Pandemic avian influenza (PAI), or “bird flu,” is a serious health and social threat. Because it attacks the inside of the lungs, it has the potential to incapacitate or kill its victims. As of today, the virus affects birds and humans in close contact with infected birds. At press time, it had not mutated into a form that jumps from human to human. The World Health Organization and U.S. Centers for Disease Control and Prevention monitor the advance of this virus every day on a worldwide basis.
A human vaccine against PAI could be produced only after the virus mutates into a form that spreads from human to human. Similarly, control procedures, such as quarantine, can be implemented only once active cases are suspected or discovered. However, it is imperative that response planning occur now. Mental health and substance use services are essential components of that response planning.
One Potential Scenario
The following scenario is hypothetical and is intended to motivate action rather than frighten.
Today, PAI mutates in one of the large cities of the Far East, an outbreak occurs among the city's residents, and returning air travelers bring it to New York City three days later. The CDC immediately begins screening and quarantine procedures for these air travelers, but these procedures are not fully effective, and the virus escapes into the population of New York City.
Within a few days, New York City hospitals are overwhelmed with PAI cases. Inoculations with standard flu vaccine begin almost immediately, but there is insufficient vaccine for all residents of New York City. Shortly thereafter, New York City schools are closed to prevent the spread of the virus, and many workers stop going to work to avoid exposure on the subway system, in their offices, and in restaurants. Essential police, fire, and infrastructure services, such as electric power and telephone, are very difficult to maintain because personnel elect not to come to work because they are caring for ill family members, are themselves too ill to come to work, or are frightened. Help from other cities and states is very difficult to mobilize because they too are confronted with the same problems. Society, as we know it, quickly begins to disintegrate.
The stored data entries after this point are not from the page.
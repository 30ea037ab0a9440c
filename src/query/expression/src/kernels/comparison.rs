// Copyright 2021 Datafuse Labs
//
// Licensed under the Apache License, Version 2.0 (the "License");
// you may not use this file except in compliance with the License.
// You may obtain a copy of the License at
//
//     http://www.apache.org/licenses/LICENSE-2.0
//
// Unless required by applicable law or agreed to in writing, software
// distributed under the License is distributed on an "AS IS" BASIS,
// WITHOUT WARRANTIES OR CONDITIONS OF ANY KIND, either express or implied.
// See the License for the specific language governing permissions and
// limitations under the License.

use std::cmp::Ordering;
use std::sync::Arc;

use num_traits::cast::cast;
use ordered_float::OrderedFloat;
use tessera_common_exception::ErrorCode;
use tessera_common_exception::Result;

use crate::date_helper;
use crate::decimal::DecimalScalar;
use crate::expr::ComparisonOp;
use crate::types::ResolvedType;
use crate::types::ValueType;
use crate::values::ColumnBuilder;
use crate::values::DateTimeOffsetScalar;
use crate::values::Scalar;
use crate::values::ScalarRef;
use crate::vector::ComputedVector;
use crate::vector::ValueVector;

fn conversion_error(value: &ScalarRef, target: ValueType) -> ErrorCode {
    ErrorCode::BadDataValueType(format!(
        "cannot convert {} value '{}' to {}",
        value.value_type(),
        value,
        target
    ))
}

/// Convert a scalar to the target value type. This is the single coercion
/// point shared by comparisons, IN lists and CAST.
pub fn coerce_scalar(value: ScalarRef, target: ValueType) -> Result<Scalar> {
    if value.is_null() {
        return Ok(Scalar::Null);
    }
    if value.value_type() == target || target == ValueType::Any {
        return Ok(value.to_owned());
    }
    match target {
        ValueType::Int => match &value {
            ScalarRef::Boolean(v) => Ok(Scalar::Int(*v as i32)),
            ScalarRef::Long(v) => i32::try_from(*v)
                .map(Scalar::Int)
                .map_err(|_| ErrorCode::Overflow(format!("Long value {} overflows Int", v))),
            ScalarRef::Float(v) => cast::<f32, i32>(v.into_inner().trunc())
                .map(Scalar::Int)
                .ok_or_else(|| conversion_error(&value, target)),
            ScalarRef::Double(v) => cast::<f64, i32>(v.into_inner().trunc())
                .map(Scalar::Int)
                .ok_or_else(|| conversion_error(&value, target)),
            ScalarRef::Decimal(v) => {
                let truncated = match 10i128.checked_pow(v.scale() as u32) {
                    Some(pow) => v.mantissa() / pow,
                    None => 0,
                };
                i32::try_from(truncated)
                    .map(Scalar::Int)
                    .map_err(|_| conversion_error(&value, target))
            }
            ScalarRef::String(s) => s
                .trim()
                .parse::<i32>()
                .map(Scalar::Int)
                .map_err(|_| conversion_error(&value, target)),
            _ => Err(conversion_error(&value, target)),
        },
        ValueType::Long => match &value {
            ScalarRef::Boolean(v) => Ok(Scalar::Long(*v as i64)),
            ScalarRef::Int(v) => Ok(Scalar::Long(*v as i64)),
            ScalarRef::Float(v) => cast::<f32, i64>(v.into_inner().trunc())
                .map(Scalar::Long)
                .ok_or_else(|| conversion_error(&value, target)),
            ScalarRef::Double(v) => cast::<f64, i64>(v.into_inner().trunc())
                .map(Scalar::Long)
                .ok_or_else(|| conversion_error(&value, target)),
            ScalarRef::Decimal(v) => {
                let truncated = match 10i128.checked_pow(v.scale() as u32) {
                    Some(pow) => v.mantissa() / pow,
                    None => 0,
                };
                i64::try_from(truncated)
                    .map(Scalar::Long)
                    .map_err(|_| conversion_error(&value, target))
            }
            ScalarRef::String(s) => s
                .trim()
                .parse::<i64>()
                .map(Scalar::Long)
                .map_err(|_| conversion_error(&value, target)),
            ScalarRef::DateTime(v) => Ok(Scalar::Long(*v)),
            _ => Err(conversion_error(&value, target)),
        },
        ValueType::Float => match &value {
            ScalarRef::Boolean(v) => Ok(Scalar::Float(OrderedFloat(*v as i32 as f32))),
            ScalarRef::Int(v) => Ok(Scalar::Float(OrderedFloat(*v as f32))),
            ScalarRef::Long(v) => Ok(Scalar::Float(OrderedFloat(*v as f32))),
            ScalarRef::Double(v) => Ok(Scalar::Float(OrderedFloat(v.into_inner() as f32))),
            ScalarRef::Decimal(v) => Ok(Scalar::Float(OrderedFloat(v.to_f64() as f32))),
            ScalarRef::String(s) => s
                .trim()
                .parse::<f32>()
                .map(|v| Scalar::Float(OrderedFloat(v)))
                .map_err(|_| conversion_error(&value, target)),
            _ => Err(conversion_error(&value, target)),
        },
        ValueType::Double => match &value {
            ScalarRef::Boolean(v) => Ok(Scalar::Double(OrderedFloat(*v as i32 as f64))),
            ScalarRef::Int(v) => Ok(Scalar::Double(OrderedFloat(*v as f64))),
            ScalarRef::Long(v) => Ok(Scalar::Double(OrderedFloat(*v as f64))),
            ScalarRef::Float(v) => Ok(Scalar::Double(OrderedFloat(v.into_inner() as f64))),
            ScalarRef::Decimal(v) => Ok(Scalar::Double(OrderedFloat(v.to_f64()))),
            ScalarRef::String(s) => s
                .trim()
                .parse::<f64>()
                .map(|v| Scalar::Double(OrderedFloat(v)))
                .map_err(|_| conversion_error(&value, target)),
            _ => Err(conversion_error(&value, target)),
        },
        ValueType::Decimal => match &value {
            ScalarRef::Boolean(v) => Ok(Scalar::Decimal(DecimalScalar::from_i128(*v as i128))),
            ScalarRef::Int(v) => Ok(Scalar::Decimal(DecimalScalar::from_i128(*v as i128))),
            ScalarRef::Long(v) => Ok(Scalar::Decimal(DecimalScalar::from_i128(*v as i128))),
            ScalarRef::Float(v) => DecimalScalar::try_from_f64(v.into_inner() as f64)
                .map(Scalar::Decimal)
                .ok_or_else(|| conversion_error(&value, target)),
            ScalarRef::Double(v) => DecimalScalar::try_from_f64(v.into_inner())
                .map(Scalar::Decimal)
                .ok_or_else(|| conversion_error(&value, target)),
            ScalarRef::String(s) => DecimalScalar::parse(s)
                .map(Scalar::Decimal)
                .ok_or_else(|| conversion_error(&value, target)),
            _ => Err(conversion_error(&value, target)),
        },
        ValueType::Boolean => match &value {
            ScalarRef::Int(v) => Ok(Scalar::Boolean(*v != 0)),
            ScalarRef::Long(v) => Ok(Scalar::Boolean(*v != 0)),
            ScalarRef::Float(v) => Ok(Scalar::Boolean(v.into_inner() != 0.0)),
            ScalarRef::Double(v) => Ok(Scalar::Boolean(v.into_inner() != 0.0)),
            ScalarRef::Decimal(v) => Ok(Scalar::Boolean(v.mantissa() != 0)),
            ScalarRef::String(s) => {
                let trimmed = s.trim();
                if trimmed.eq_ignore_ascii_case("true") || trimmed == "1" {
                    Ok(Scalar::Boolean(true))
                } else if trimmed.eq_ignore_ascii_case("false") || trimmed == "0" {
                    Ok(Scalar::Boolean(false))
                } else {
                    Err(conversion_error(&value, target))
                }
            }
            _ => Err(conversion_error(&value, target)),
        },
        ValueType::String => Ok(Scalar::String(value.to_string())),
        ValueType::DateTime => match &value {
            ScalarRef::DateTimeOffset(v) => Ok(Scalar::DateTime(v.micros)),
            ScalarRef::Long(v) => Ok(Scalar::DateTime(*v)),
            ScalarRef::String(s) => date_helper::parse_datetime_micros(s).map(Scalar::DateTime),
            _ => Err(conversion_error(&value, target)),
        },
        ValueType::DateTimeOffset => match &value {
            ScalarRef::DateTime(v) => Ok(Scalar::DateTimeOffset(DateTimeOffsetScalar {
                micros: *v,
                offset_seconds: 0,
            })),
            ScalarRef::String(s) => {
                date_helper::parse_datetime_offset(s).map(Scalar::DateTimeOffset)
            }
            _ => Err(conversion_error(&value, target)),
        },
        ValueType::Array | ValueType::Object | ValueType::Table => {
            Err(conversion_error(&value, target))
        }
        ValueType::Any => unreachable!("handled above"),
    }
}

/// Cross-type equality. `None` when either side is null. Both sides are
/// coerced to the higher-precedence type before comparing, so `'1' = 1` and
/// `true = 1` hold while `1.5 = 1` does not.
pub fn scalars_equal(left: ScalarRef, right: ScalarRef) -> Result<Option<bool>> {
    if left.is_null() || right.is_null() {
        return Ok(None);
    }
    let target = left.value_type().promote(right.value_type());
    let lhs = coerce_scalar(left, target)?;
    let rhs = coerce_scalar(right, target)?;
    Ok(Some(lhs == rhs))
}

/// Cross-type ordering. `None` when either side is null; ordering complex
/// types is a type error.
pub fn compare_scalars(left: ScalarRef, right: ScalarRef) -> Result<Option<Ordering>> {
    if left.is_null() || right.is_null() {
        return Ok(None);
    }
    let target = left.value_type().promote(right.value_type());
    if target.is_complex() {
        return Err(ErrorCode::IllegalDataType(format!(
            "cannot order values of type {}",
            target
        )));
    }
    let lhs = coerce_scalar(left, target)?;
    let rhs = coerce_scalar(right, target)?;
    let ordering = match (&lhs, &rhs) {
        (Scalar::Boolean(a), Scalar::Boolean(b)) => a.cmp(b),
        (Scalar::Int(a), Scalar::Int(b)) => a.cmp(b),
        (Scalar::Long(a), Scalar::Long(b)) => a.cmp(b),
        (Scalar::Float(a), Scalar::Float(b)) => a.into_inner().total_cmp(&b.into_inner()),
        (Scalar::Double(a), Scalar::Double(b)) => a.into_inner().total_cmp(&b.into_inner()),
        (Scalar::Decimal(a), Scalar::Decimal(b)) => a.cmp(b),
        (Scalar::String(a), Scalar::String(b)) => a.cmp(b),
        (Scalar::DateTime(a), Scalar::DateTime(b)) => a.cmp(b),
        (Scalar::DateTimeOffset(a), Scalar::DateTimeOffset(b)) => a.cmp(b),
        (a, b) => unreachable!("coerced values diverged: {:?} vs {:?}", a, b),
    };
    Ok(Some(ordering))
}

fn apply_op(op: ComparisonOp, left: ScalarRef, right: ScalarRef) -> Result<Scalar> {
    let result = match op {
        ComparisonOp::Eq => scalars_equal(left, right)?,
        ComparisonOp::Neq => scalars_equal(left, right)?.map(|eq| !eq),
        ComparisonOp::Lt => compare_scalars(left, right)?.map(|ord| ord == Ordering::Less),
        ComparisonOp::Lte => compare_scalars(left, right)?.map(|ord| ord != Ordering::Greater),
        ComparisonOp::Gt => compare_scalars(left, right)?.map(|ord| ord == Ordering::Greater),
        ComparisonOp::Gte => compare_scalars(left, right)?.map(|ord| ord != Ordering::Less),
    };
    Ok(result.map(Scalar::Boolean).unwrap_or(Scalar::Null))
}

/// Batch comparison. Same-type and numeric pairs cannot fail per row, so they
/// combine lazily; anything involving `Any` or a fallible coercion (string
/// parses) materializes eagerly to surface errors.
pub fn eval_comparison(
    op: ComparisonOp,
    left: &Arc<ValueVector>,
    right: &Arc<ValueVector>,
    num_rows: usize,
) -> Result<Arc<ValueVector>> {
    let lt = left.data_type().value_type();
    let rt = right.data_type().value_type();
    let may_fail = lt == ValueType::Any
        || rt == ValueType::Any
        || lt.is_complex()
        || rt.is_complex()
        || (lt != rt && !(lt.is_number() && rt.is_number()));
    let result_ty = ResolvedType::of(ValueType::Boolean);
    if !may_fail {
        return Ok(Arc::new(ValueVector::Computed(ComputedVector::new(
            result_ty,
            num_rows,
            vec![left.clone(), right.clone()],
            Arc::new(move |sources, row| {
                let lhs = sources[0].value(row);
                let rhs = sources[1].value(row);
                apply_op(op, lhs.as_ref(), rhs.as_ref()).unwrap_or_default()
            }),
        ))));
    }
    let mut builder = ColumnBuilder::with_capacity(&result_ty, num_rows);
    for row in 0..num_rows {
        let lhs = left.value(row);
        let rhs = right.value(row);
        let value = apply_op(op, lhs.as_ref(), rhs.as_ref())?;
        builder.push(value.as_ref());
    }
    Ok(Arc::new(ValueVector::with_type(builder.build(), result_ty)))
}

#[cfg(test)]
mod tests {
    use super::*;

    #[test]
    fn test_cross_type_equality() {
        assert_eq!(
            scalars_equal(ScalarRef::Int(1), ScalarRef::String("1")).unwrap(),
            Some(true)
        );
        assert_eq!(
            scalars_equal(ScalarRef::Boolean(true), ScalarRef::Int(1)).unwrap(),
            Some(true)
        );
        assert_eq!(
            scalars_equal(ScalarRef::Double(OrderedFloat(1.5)), ScalarRef::Int(1)).unwrap(),
            Some(false)
        );
        assert_eq!(
            scalars_equal(ScalarRef::Null, ScalarRef::Int(1)).unwrap(),
            None
        );
    }

    #[test]
    fn test_cross_type_ordering() {
        assert_eq!(
            compare_scalars(ScalarRef::String("10"), ScalarRef::Int(9)).unwrap(),
            Some(Ordering::Greater)
        );
        assert_eq!(
            compare_scalars(ScalarRef::Int(1), ScalarRef::Long(2)).unwrap(),
            Some(Ordering::Less)
        );
    }

    #[test]
    fn test_unparsable_string_is_an_error() {
        assert!(scalars_equal(ScalarRef::Int(1), ScalarRef::String("abc")).is_err());
    }

    #[test]
    fn test_decimal_equality_across_scales() {
        let a = ScalarRef::Decimal(DecimalScalar::parse("1.50").unwrap());
        let b = ScalarRef::Decimal(DecimalScalar::parse("1.5").unwrap());
        assert_eq!(scalars_equal(a, b).unwrap(), Some(true));
    }
}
So how do we prevent this scenario from ever occurring? Immediate planning is necessary. A complete description of all the components that will be required for this planning is far beyond the scope of this short commentary. However, some essential steps can be outlined for mental health and substance use services.
The Field's Role
Both mental health and substance use services will be essential parts of the response to any pandemic. First, ongoing services to current clients must be maintained, particularly for those who have case managers and who are prescribed psychotropic medications. Second, many new cases of bereavement, depression, post-traumatic stress disorder, and substance use are very likely when family members, neighbors, and friends become seriously ill or die, or when people are unable to cope with the effects of social chaos. Third, professionals from these fields will be asked to play important roles in mitigating panic. For example, they will be asked to work with the broadcast, print, and Internet media to craft effective messages and to gauge responses.
Mental health and substance use services, however, are likely to suffer with the same types of infrastructure problems as other essential services. Workers will be unable or unwilling to come to their clinics, and help will not be available from elsewhere because the pandemic is likely to be national in scope.
Planning must begin immediately if we are to mitigate the consequences outlined above. Thankfully, some of this planning already has begun, but planning should remain continuous to take into account changing variables. Key features of this planning include the following:
The federal government will need to plan for financial resource reallocation for emergency mental health and substance use services, mobilization of human resources to work in urban areas that are hardest hit, and appropriate technical assistance to states and cities. Legal and regulatory reform may be required now so that these essential tasks can be accomplished when needed.
State and local governments will need their own response plans. The federal government should help develop these plans. An essential feature of these plans will be to assure continuity of operations and to designate backup personnel for those who occupy essential mental health and substance use service delivery positions.
States and localities also will need to work with employers so that each business has its own response plan. Designation of backup personnel for critical infrastructure roles is a high priority.
At all levels, work with the broadcast, print, and Internet media should be undertaken now. Messages need to be crafted and tested for different audience segments, including different demographic groups, those receiving mental health and substance use services, and others. The goal of this work will be to communicate effectively while mitigating panic reactions in the population.
Behavioral health agencies should be preparing plans to cope with PAI and should discuss them regularly with staff, payers, regulatory organizations, and with clients, if appropriate.
Looking to the Future
Hopefully, we will never be required to implement these plans. The virus may not mutate in the short term. Also, the longer the interval we have to prepare for the next pandemic, the more direct prevention and treatment strategies will improve.